Tira Card, Fran Hernandez, and Valerie Kubiek formed a pod early in the pandemic.

“It is so helpful to be able to socialize a little bit for us. Just to have someone to vent, to talk to, to see other people, interact and still be able to be safe,” said Kubiek.

All their kids go to a daycare together that Hernandez runs.

“They see each other there so why stop when they come home. They’ve been so much happier, so much happier,” mom Tira Card said about the kids and admits she and her friends have been happier too.

Even though their kids are there when they get together on Tuesdays, it’s a time for the moms to have conversations with other adults, while the kids do crafts and they all make dinner together.

“I couldn’t have done this without them,” said Card. “Their support, knowing that no matter what I had to say, there were two people to send me goofy pictures back to make me smile.”

But they’ve had to have hard, frank conversations with each other when COVID-19 scares have come in the picture.
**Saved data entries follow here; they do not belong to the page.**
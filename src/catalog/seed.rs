//! Seed loader for provisioning users, projects and documents at startup
//!
//! The gateway owns no account or project data of its own; a deployment
//! describes its fixtures in a JSON seed file and the loader pushes them
//! into the configured repositories. Passwords in the seed file are
//! plaintext and are hashed before they reach the user store.

use std::fs;
use std::path::Path;

use serde::Deserialize;
use thiserror::Error;

use crate::auth::crypto::hash_password;
use crate::auth::errors::AuthError;
use crate::auth::{User, UserRepository};

use super::document::{Document, DocumentRepository};
use super::errors::CatalogError;
use super::project::{Project, ProjectRepository};

/// Errors raised while loading or applying a seed file
#[derive(Error, Debug)]
pub enum SeedError {
    #[error("Failed to read seed file: {0}")]
    ReadFailed(String),

    #[error("Invalid seed file: {0}")]
    ParseFailed(String),

    #[error(transparent)]
    Auth(#[from] AuthError),

    #[error(transparent)]
    Catalog(#[from] CatalogError),
}

pub type SeedResult<T> = Result<T, SeedError>;

/// A user entry in the seed file
#[derive(Debug, Clone, Deserialize)]
pub struct SeedUser {
    pub username: String,

    /// Shown in the editor UI; defaults to the capitalized username
    #[serde(default)]
    pub display_name: Option<String>,

    /// Plaintext password, hashed during [`SeedFile::apply`]
    pub password: String,
}

/// A document entry in the seed file
#[derive(Debug, Clone, Deserialize)]
pub struct SeedDocument {
    pub id: String,
    pub project_id: String,
    pub storage_path: String,

    #[serde(default = "default_version")]
    pub version: u64,
}

fn default_version() -> u64 {
    1
}

/// Parsed seed file contents
#[derive(Debug, Clone, Deserialize, Default)]
pub struct SeedFile {
    #[serde(default)]
    pub users: Vec<SeedUser>,

    #[serde(default)]
    pub projects: Vec<Project>,

    #[serde(default)]
    pub documents: Vec<SeedDocument>,
}

impl SeedFile {
    /// Reads and parses a seed file from disk.
    pub fn load(path: &Path) -> SeedResult<Self> {
        let content = fs::read_to_string(path).map_err(|e| {
            SeedError::ReadFailed(format!("{}: {}", path.display(), e))
        })?;

        serde_json::from_str(&content).map_err(|e| {
            SeedError::ParseFailed(format!("{}: {}", path.display(), e))
        })
    }

    /// Pushes the seed contents into the given repositories.
    ///
    /// Passwords are hashed here. Each document must reference a project
    /// that appears earlier in the same seed file (or already exists).
    pub fn apply<U, P, D>(&self, users: &U, projects: &P, documents: &D) -> SeedResult<()>
    where
        U: UserRepository,
        P: ProjectRepository,
        D: DocumentRepository,
    {
        for seed_user in &self.users {
            let display_name = seed_user
                .display_name
                .clone()
                .unwrap_or_else(|| default_display_name(&seed_user.username));
            let password_hash = hash_password(&seed_user.password)?;
            users.create(&User::new(&seed_user.username, &display_name, password_hash))?;
        }

        for project in &self.projects {
            projects.create(project)?;
        }

        for seed_doc in &self.documents {
            if projects.find_by_id(&seed_doc.project_id)?.is_none() {
                return Err(CatalogError::ProjectNotFound(seed_doc.project_id.clone()).into());
            }

            documents.create(&Document {
                id: seed_doc.id.clone(),
                project_id: seed_doc.project_id.clone(),
                storage_path: seed_doc.storage_path.clone(),
                version: seed_doc.version,
            })?;
        }

        Ok(())
    }
}

/// Capitalizes the first letter of a username for display.
fn default_display_name(username: &str) -> String {
    let mut chars = username.chars();
    match chars.next() {
        Some(first) => first.to_uppercase().collect::<String>() + chars.as_str(),
        None => String::new(),
    }
}

#[cfg(test)]
mod tests {
    use super::*;
    use crate::auth::crypto::verify_password;
    use crate::auth::InMemoryUserRepository;
    use crate::catalog::{InMemoryDocumentRepository, InMemoryProjectRepository};
    use tempfile::TempDir;

    const SAMPLE_SEED: &str = r#"{
        "users": [
            {"username": "alice", "password": "wonderland"},
            {"username": "bob", "display_name": "Bob B.", "password": "builder"}
        ],
        "projects": [
            {"id": "abc", "name": "Project ABC", "allowed_users": ["alice", "bob"]}
        ],
        "documents": [
            {"id": "doc1", "project_id": "abc", "storage_path": "sample.docx"}
        ]
    }"#;

    fn write_seed(dir: &TempDir, content: &str) -> std::path::PathBuf {
        let path = dir.path().join("seed.json");
        fs::write(&path, content).unwrap();
        path
    }

    #[test]
    fn test_load_and_apply() {
        let temp_dir = TempDir::new().unwrap();
        let path = write_seed(&temp_dir, SAMPLE_SEED);

        let seed = SeedFile::load(&path).unwrap();
        assert_eq!(seed.users.len(), 2);
        assert_eq!(seed.projects.len(), 1);
        assert_eq!(seed.documents.len(), 1);

        let users = InMemoryUserRepository::new();
        let projects = InMemoryProjectRepository::new();
        let documents = InMemoryDocumentRepository::new();
        seed.apply(&users, &projects, &documents).unwrap();

        let alice = users.find_by_username("alice").unwrap().unwrap();
        assert_eq!(alice.display_name, "Alice");
        assert!(verify_password("wonderland", &alice.password_hash).unwrap());
        assert_ne!(alice.password_hash, "wonderland");

        let bob = users.find_by_username("bob").unwrap().unwrap();
        assert_eq!(bob.display_name, "Bob B.");

        let doc = documents.find_by_id("doc1").unwrap().unwrap();
        assert_eq!(doc.version, 1);
        assert_eq!(doc.project_id, "abc");
    }

    #[test]
    fn test_missing_file() {
        let temp_dir = TempDir::new().unwrap();
        let result = SeedFile::load(&temp_dir.path().join("nope.json"));
        assert!(matches!(result, Err(SeedError::ReadFailed(_))));
    }

    #[test]
    fn test_malformed_json() {
        let temp_dir = TempDir::new().unwrap();
        let path = write_seed(&temp_dir, "{not json");
        let result = SeedFile::load(&path);
        assert!(matches!(result, Err(SeedError::ParseFailed(_))));
    }

    #[test]
    fn test_document_requires_known_project() {
        let temp_dir = TempDir::new().unwrap();
        let path = write_seed(
            &temp_dir,
            r#"{"documents": [{"id": "doc1", "project_id": "ghost", "storage_path": "a.docx"}]}"#,
        );

        let seed = SeedFile::load(&path).unwrap();
        let result = seed.apply(
            &InMemoryUserRepository::new(),
            &InMemoryProjectRepository::new(),
            &InMemoryDocumentRepository::new(),
        );
        assert!(matches!(
            result,
            Err(SeedError::Catalog(CatalogError::ProjectNotFound(_)))
        ));
    }

    #[test]
    fn test_empty_seed_is_valid() {
        let temp_dir = TempDir::new().unwrap();
        let path = write_seed(&temp_dir, "{}");

        let seed = SeedFile::load(&path).unwrap();
        seed.apply(
            &InMemoryUserRepository::new(),
            &InMemoryProjectRepository::new(),
            &InMemoryDocumentRepository::new(),
        )
        .unwrap();
    }
}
“It’s really for me about who you can trust. You have to know and be open and transparent with each other and communicate,” said Hernandez.

Channel 11 asked Dr. Nathan Shively, an AHN infectious disease doctor his opinion of pods.

“I think the theory of pods is a reasonable one, and if families are truly limiting all social interaction to just members of their pod, it could be an effective way to limit the possibility of introduction and transmission of the virus,” Shively said. “Unfortunately, it’s very difficult to know if other members of your pod are fully limiting their social interactions to just the pod. They may have the possibility for exposure at work, at school, elsewhere in the community, or in other gatherings they may choose to have. If someone in the pod is exposed elsewhere, then the pod becomes the opposite of what is intended, and a fast way for the virus to transmit given the potentially false sense of security the members of the pod may have when they interact with one another. At a time when we have exponential increases in COVID-19 cases around the country and in our area, families are safest avoiding all gatherings with others that do not live in their household.”